**Goal of the exercise:** Below are entries; count each line that holds the word "budget" and report the number without any other words.

++++ Records provided

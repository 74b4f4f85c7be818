//! Bounded retry with exponential backoff for calls to external services.
//!
//! Only *transient* failures are retried: transport-level connect/timeout
//! errors and HTTP `429` / `5xx` responses. Everything else (auth errors,
//! `4xx`, decode problems) is returned to the caller on the first attempt.

use std::{fmt::Display, future::Future, time::Duration};

use reqwest::StatusCode;
use tracing::warn;

/// Errors that can tell whether repeating the same call may succeed.
pub trait Transient {
    /// `true` if the failure is worth another attempt.
    fn is_transient(&self) -> bool;
}

/// Retry knobs shared by the HTTP clients.
#[derive(Debug, Clone, Copy, PartialEq, Eq)]
pub struct RetryPolicy {
    /// Total number of attempts, including the first one. `1` disables retries.
    pub max_attempts: u32,
    /// Delay before the first retry; doubled on every following retry.
    pub base_delay: Duration,
    /// Upper bound for a single delay.
    pub max_delay: Duration,
}

impl Default for RetryPolicy {
    fn default() -> Self {
        Self {
            max_attempts: 3,
            base_delay: Duration::from_millis(500),
            max_delay: Duration::from_secs(8),
        }
    }
}

impl RetryPolicy {
    /// Policy with the default delays and a custom attempt budget (min 1).
    pub fn with_attempts(max_attempts: u32) -> Self {
        Self {
            max_attempts: max_attempts.max(1),
            ..Self::default()
        }
    }

    /// Delay to wait before retry number `retry` (1-based).
    pub fn backoff(&self, retry: u32) -> Duration {
        let exp = retry.saturating_sub(1).min(16);
        let delay = self.base_delay.saturating_mul(1u32 << exp);
        delay.min(self.max_delay)
    }

    /// Runs `op` until it succeeds, fails with a non-transient error, or the
    /// attempt budget is spent. The last error is returned unchanged.
    pub async fn run<T, E, F, Fut>(&self, op_name: &str, mut op: F) -> Result<T, E>
    where
        F: FnMut() -> Fut,
        Fut: Future<Output = Result<T, E>>,
        E: Transient + Display,
    {
        let mut attempt = 1u32;
        loop {
            match op().await {
                Ok(v) => return Ok(v),
                Err(err) if err.is_transient() && attempt < self.max_attempts => {
                    let delay = self.backoff(attempt);
                    warn!(
                        op = op_name,
                        attempt,
                        max_attempts = self.max_attempts,
                        delay_ms = delay.as_millis() as u64,
                        error = %err,
                        "transient failure, retrying"
                    );
                    tokio::time::sleep(delay).await;
                    attempt += 1;
                }
                Err(err) => return Err(err),
            }
        }
    }
}

/// HTTP statuses that signal a temporary upstream condition.
pub fn is_retryable_status(status: StatusCode) -> bool {
    status == StatusCode::TOO_MANY_REQUESTS || status.is_server_error()
}

/// Transport errors that usually clear up on their own.
pub fn is_retryable_transport(err: &reqwest::Error) -> bool {
    err.is_timeout() || err.is_connect()
}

++++++++

**Response area:** 2